Report how many lines in the records that follow have the word "bind" in them, giving the number and nothing more.

MATERIAL FOR THIS EXERCISE START

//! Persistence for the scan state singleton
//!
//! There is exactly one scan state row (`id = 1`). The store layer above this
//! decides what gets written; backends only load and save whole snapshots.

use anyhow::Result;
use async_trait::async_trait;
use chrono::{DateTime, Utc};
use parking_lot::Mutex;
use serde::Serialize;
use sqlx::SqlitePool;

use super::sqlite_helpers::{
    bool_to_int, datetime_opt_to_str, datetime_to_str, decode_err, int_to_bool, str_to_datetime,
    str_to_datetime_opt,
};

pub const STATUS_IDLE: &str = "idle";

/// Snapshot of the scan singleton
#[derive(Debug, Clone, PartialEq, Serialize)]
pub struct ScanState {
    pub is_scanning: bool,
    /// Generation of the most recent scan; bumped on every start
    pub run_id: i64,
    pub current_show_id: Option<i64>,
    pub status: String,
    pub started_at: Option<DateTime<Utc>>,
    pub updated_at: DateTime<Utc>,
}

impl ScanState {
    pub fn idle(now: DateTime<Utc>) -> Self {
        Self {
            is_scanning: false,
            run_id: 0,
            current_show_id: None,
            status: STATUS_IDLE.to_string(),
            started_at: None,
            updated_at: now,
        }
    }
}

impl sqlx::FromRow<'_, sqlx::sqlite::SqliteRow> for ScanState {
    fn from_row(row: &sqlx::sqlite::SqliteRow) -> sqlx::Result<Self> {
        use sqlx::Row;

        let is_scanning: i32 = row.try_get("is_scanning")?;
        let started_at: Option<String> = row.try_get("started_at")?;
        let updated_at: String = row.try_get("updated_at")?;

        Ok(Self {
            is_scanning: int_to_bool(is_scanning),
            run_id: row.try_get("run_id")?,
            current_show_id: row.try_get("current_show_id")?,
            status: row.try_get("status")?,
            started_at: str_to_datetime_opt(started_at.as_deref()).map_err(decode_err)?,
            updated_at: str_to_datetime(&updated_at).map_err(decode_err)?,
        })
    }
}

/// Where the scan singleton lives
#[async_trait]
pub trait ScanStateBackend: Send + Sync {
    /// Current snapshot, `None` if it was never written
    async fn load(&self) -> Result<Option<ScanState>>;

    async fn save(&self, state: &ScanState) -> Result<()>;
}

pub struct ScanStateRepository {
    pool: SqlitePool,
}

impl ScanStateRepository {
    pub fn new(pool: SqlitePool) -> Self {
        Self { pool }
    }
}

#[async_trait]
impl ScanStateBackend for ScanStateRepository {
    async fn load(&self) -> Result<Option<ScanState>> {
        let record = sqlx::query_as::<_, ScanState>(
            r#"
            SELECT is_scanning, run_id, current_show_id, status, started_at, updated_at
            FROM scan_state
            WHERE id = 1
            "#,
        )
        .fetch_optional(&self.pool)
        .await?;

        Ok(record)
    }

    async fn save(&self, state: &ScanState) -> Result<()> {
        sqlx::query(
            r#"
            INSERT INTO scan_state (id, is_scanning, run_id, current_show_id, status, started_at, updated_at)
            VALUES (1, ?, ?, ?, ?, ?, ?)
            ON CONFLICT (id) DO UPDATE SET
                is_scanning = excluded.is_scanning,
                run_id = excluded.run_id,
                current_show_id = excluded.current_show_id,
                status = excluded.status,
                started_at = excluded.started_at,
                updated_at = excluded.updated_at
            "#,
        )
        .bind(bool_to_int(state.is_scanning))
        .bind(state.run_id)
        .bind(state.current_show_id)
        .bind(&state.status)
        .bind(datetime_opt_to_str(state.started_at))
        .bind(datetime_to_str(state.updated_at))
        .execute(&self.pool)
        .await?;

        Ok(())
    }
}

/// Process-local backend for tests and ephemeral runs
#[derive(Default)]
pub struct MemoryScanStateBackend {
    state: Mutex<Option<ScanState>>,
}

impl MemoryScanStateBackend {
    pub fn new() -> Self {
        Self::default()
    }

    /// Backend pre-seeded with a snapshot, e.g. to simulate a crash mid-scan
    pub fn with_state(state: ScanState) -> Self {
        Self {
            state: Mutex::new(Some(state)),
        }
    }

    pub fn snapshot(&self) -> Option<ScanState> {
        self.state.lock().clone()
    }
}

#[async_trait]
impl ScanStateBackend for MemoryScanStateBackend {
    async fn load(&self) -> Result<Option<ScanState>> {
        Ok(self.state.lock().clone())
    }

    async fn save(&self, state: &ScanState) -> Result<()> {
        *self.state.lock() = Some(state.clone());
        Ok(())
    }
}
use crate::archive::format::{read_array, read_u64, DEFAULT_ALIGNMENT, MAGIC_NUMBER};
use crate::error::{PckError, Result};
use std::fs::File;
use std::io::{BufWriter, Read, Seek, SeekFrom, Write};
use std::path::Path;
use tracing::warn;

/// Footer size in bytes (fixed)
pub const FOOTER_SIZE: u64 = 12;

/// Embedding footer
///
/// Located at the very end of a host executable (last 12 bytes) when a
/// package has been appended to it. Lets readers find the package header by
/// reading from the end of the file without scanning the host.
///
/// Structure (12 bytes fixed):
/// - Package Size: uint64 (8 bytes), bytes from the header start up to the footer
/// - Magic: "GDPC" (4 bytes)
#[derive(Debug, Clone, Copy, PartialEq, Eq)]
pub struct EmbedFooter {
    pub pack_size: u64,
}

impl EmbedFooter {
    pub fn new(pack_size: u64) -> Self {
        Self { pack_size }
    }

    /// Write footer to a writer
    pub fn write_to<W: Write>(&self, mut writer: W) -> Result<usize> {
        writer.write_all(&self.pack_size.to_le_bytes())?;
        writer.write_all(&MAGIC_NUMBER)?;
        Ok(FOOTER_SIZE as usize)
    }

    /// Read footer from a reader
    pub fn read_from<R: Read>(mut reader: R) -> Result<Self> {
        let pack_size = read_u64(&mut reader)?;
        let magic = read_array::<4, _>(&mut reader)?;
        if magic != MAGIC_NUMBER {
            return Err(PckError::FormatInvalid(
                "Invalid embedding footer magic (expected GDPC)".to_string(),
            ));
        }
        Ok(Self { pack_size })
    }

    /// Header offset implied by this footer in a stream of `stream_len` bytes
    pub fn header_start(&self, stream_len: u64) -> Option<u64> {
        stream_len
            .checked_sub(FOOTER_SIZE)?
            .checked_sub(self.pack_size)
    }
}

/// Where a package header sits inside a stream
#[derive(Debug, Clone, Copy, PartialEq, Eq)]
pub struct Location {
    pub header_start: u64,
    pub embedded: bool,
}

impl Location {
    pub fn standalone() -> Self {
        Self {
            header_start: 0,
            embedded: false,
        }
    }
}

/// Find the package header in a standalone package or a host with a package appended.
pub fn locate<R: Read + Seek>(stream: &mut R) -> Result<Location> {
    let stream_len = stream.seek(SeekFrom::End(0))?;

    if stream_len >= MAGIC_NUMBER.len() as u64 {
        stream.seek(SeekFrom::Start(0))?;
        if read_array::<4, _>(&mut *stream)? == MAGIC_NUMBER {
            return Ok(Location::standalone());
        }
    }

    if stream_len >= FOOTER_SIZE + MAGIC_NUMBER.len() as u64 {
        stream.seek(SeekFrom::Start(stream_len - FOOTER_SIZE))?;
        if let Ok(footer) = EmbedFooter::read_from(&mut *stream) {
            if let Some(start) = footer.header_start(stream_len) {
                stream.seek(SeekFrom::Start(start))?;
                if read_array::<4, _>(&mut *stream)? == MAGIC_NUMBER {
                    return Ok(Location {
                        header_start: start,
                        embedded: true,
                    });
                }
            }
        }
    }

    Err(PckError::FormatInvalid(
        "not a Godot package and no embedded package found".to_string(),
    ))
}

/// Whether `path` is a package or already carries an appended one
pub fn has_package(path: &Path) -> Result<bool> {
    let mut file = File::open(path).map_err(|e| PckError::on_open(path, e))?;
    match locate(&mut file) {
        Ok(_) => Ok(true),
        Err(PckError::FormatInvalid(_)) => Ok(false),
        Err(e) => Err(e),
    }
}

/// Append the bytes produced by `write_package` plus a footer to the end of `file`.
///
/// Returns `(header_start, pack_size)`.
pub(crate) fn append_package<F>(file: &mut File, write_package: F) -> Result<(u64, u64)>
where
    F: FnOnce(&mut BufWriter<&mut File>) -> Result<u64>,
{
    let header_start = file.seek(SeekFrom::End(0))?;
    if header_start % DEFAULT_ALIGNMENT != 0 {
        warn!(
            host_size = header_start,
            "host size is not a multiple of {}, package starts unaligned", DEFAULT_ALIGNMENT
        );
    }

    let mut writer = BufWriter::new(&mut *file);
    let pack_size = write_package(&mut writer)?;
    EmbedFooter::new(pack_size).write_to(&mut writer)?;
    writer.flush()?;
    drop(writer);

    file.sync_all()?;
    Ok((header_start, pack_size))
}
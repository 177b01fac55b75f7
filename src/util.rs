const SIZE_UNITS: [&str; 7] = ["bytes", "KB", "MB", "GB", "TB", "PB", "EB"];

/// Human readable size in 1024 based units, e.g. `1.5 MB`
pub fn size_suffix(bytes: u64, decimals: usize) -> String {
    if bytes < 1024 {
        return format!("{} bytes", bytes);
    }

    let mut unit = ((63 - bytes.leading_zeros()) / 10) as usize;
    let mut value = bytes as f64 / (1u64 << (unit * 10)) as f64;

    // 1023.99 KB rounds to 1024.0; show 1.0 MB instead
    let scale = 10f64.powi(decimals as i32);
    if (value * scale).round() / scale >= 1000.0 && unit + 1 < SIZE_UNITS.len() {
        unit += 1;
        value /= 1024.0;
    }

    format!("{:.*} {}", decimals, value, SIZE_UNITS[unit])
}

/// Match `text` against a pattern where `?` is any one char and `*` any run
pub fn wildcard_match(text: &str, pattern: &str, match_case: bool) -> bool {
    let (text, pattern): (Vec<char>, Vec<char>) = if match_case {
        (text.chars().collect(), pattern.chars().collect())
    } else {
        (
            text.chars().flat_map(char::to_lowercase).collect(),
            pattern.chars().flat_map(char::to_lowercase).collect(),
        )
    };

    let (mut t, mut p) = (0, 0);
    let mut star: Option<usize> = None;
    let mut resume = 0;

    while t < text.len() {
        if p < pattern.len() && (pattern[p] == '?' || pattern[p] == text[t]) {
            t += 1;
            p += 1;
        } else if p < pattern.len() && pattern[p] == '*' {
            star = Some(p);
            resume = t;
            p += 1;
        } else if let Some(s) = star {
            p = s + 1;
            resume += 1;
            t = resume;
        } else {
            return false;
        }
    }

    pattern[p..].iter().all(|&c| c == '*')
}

MATERIAL FOR THIS EXERCISE END

> _ANSWER SPACE_: 6